EXERCISE REQUIREMENTS → Should the word "JsonPath" occur in a line of the records, copy that line.

DATA FOR REVIEW →
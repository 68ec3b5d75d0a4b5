//! Path expression tokenizer.

use super::ast::{JsonPath, PathToken};
use super::error::PathSyntaxError;

/// Parser for path expression strings.
pub struct Parser<'a> {
    source: &'a str,
    chars: Vec<char>,
    position: usize,
}

impl<'a> Parser<'a> {
    /// Creates a new parser for the given path string.
    pub fn new(path: &'a str) -> Self {
        Self {
            source: path,
            chars: path.chars().collect(),
            position: 0,
        }
    }

    /// Parses the path string into a `JsonPath`.
    pub fn parse(path: &str) -> Result<JsonPath, PathSyntaxError> {
        Parser::new(path).parse_path()
    }

    fn parse_path(&mut self) -> Result<JsonPath, PathSyntaxError> {
        match self.next() {
            Some('$') => {}
            None => return Err(self.error("path is empty")),
            Some(_) => return Err(self.error("path must start with '$'")),
        }

        let mut tokens = Vec::new();
        while let Some(ch) = self.peek() {
            match ch {
                '.' => {
                    self.next();
                    tokens.push(self.parse_dot_segment()?);
                }
                '[' => {
                    self.next();
                    tokens.push(self.parse_bracket_segment()?);
                }
                other => {
                    return Err(self.error(format!(
                        "invalid character '{}' at position {}",
                        other, self.position
                    )))
                }
            }
        }

        Ok(JsonPath::new(tokens))
    }

    fn error(&self, message: impl Into<String>) -> PathSyntaxError {
        PathSyntaxError::new(self.source, message)
    }

    /// Returns the current character without advancing.
    fn peek(&self) -> Option<char> {
        self.chars.get(self.position).copied()
    }

    /// Returns the next character and advances position.
    fn next(&mut self) -> Option<char> {
        let ch = self.peek()?;
        self.position += 1;
        Some(ch)
    }

    /// Skips whitespace characters.
    fn skip_whitespace(&mut self) {
        while matches!(self.peek(), Some(ch) if ch.is_whitespace()) {
            self.position += 1;
        }
    }

    /// Consumes the closing `]` of a bracket segment.
    fn expect_close(&mut self) -> Result<(), PathSyntaxError> {
        self.skip_whitespace();
        let pos = self.position;
        match self.next() {
            Some(']') => Ok(()),
            Some(ch) => Err(self.error(format!(
                "expected ']' but found '{}' at position {}",
                ch, pos
            ))),
            None => Err(self.error("missing closing bracket")),
        }
    }

    /// Parses what follows a `.`: an identifier or `*`.
    fn parse_dot_segment(&mut self) -> Result<PathToken, PathSyntaxError> {
        match self.peek() {
            Some('*') => {
                self.next();
                Ok(PathToken::Wildcard)
            }
            Some('.') => Err(self.error("recursive descent is not supported")),
            _ => {
                let name = self.parse_identifier();
                if name.is_empty() {
                    Err(self.error(format!("empty property name at position {}", self.position)))
                } else {
                    Ok(PathToken::Property(name))
                }
            }
        }
    }

    /// Parses an identifier (property name).
    fn parse_identifier(&mut self) -> String {
        let mut name = String::new();
        while let Some(ch) = self.peek() {
            if ch.is_alphanumeric() || ch == '_' || ch == '-' || ch == '@' {
                name.push(ch);
                self.next();
            } else {
                break;
            }
        }
        name
    }

    /// Parses a bracket segment after its opening `[`: `'key'`, `"key"`, `n` or `*`.
    fn parse_bracket_segment(&mut self) -> Result<PathToken, PathSyntaxError> {
        self.skip_whitespace();

        let token = match self.peek() {
            None => return Err(self.error("unterminated bracket")),
            Some('*') => {
                self.next();
                PathToken::Wildcard
            }
            Some(quote @ ('\'' | '"')) => {
                self.next();
                let name = self.parse_quoted(quote)?;
                if name.is_empty() {
                    return Err(self.error("empty property name"));
                }
                PathToken::Property(name)
            }
            Some('-' | '0'..='9') => PathToken::Index(self.parse_index()?),
            Some(']') => return Err(self.error("empty brackets")),
            Some(other) => {
                return Err(self.error(format!(
                    "invalid character '{}' at position {}",
                    other, self.position
                )))
            }
        };

        self.expect_close()?;
        Ok(token)
    }

    /// Parses the body of a quoted name up to and including the closing quote.
    fn parse_quoted(&mut self, quote: char) -> Result<String, PathSyntaxError> {
        let mut value = String::new();
        loop {
            match self.next() {
                Some(ch) if ch == quote => return Ok(value),
                Some('\\') => match self.next() {
                    Some('n') => value.push('\n'),
                    Some('t') => value.push('\t'),
                    Some('r') => value.push('\r'),
                    Some(ch @ ('\\' | '\'' | '"')) => value.push(ch),
                    Some(other) => {
                        return Err(self.error(format!("invalid escape sequence '\\{}'", other)))
                    }
                    None => return Err(self.error("unterminated quote")),
                },
                Some(ch) => value.push(ch),
                None => return Err(self.error("unterminated quote")),
            }
        }
    }

    /// Parses a signed integer index.
    ///
    /// Out-of-range literals saturate; they select nothing either way.
    fn parse_index(&mut self) -> Result<isize, PathSyntaxError> {
        let mut num = String::new();
        let negative = self.peek() == Some('-');
        if negative {
            num.push('-');
            self.next();
        }
        while let Some(ch) = self.peek() {
            if ch.is_ascii_digit() {
                num.push(ch);
                self.next();
            } else {
                break;
            }
        }
        if num.is_empty() || num == "-" {
            return Err(self.error("expected array index"));
        }
        Ok(num
            .parse::<isize>()
            .unwrap_or(if negative { isize::MIN } else { isize::MAX }))
    }
}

ANSWER TO THIS EXERCISE →
use super::ast::{JsonPath, PathToken};
    /// Parses the path string into a `JsonPath`.
    pub fn parse(path: &str) -> Result<JsonPath, PathSyntaxError> {
    fn parse_path(&mut self) -> Result<JsonPath, PathSyntaxError> {
        Ok(JsonPath::new(tokens))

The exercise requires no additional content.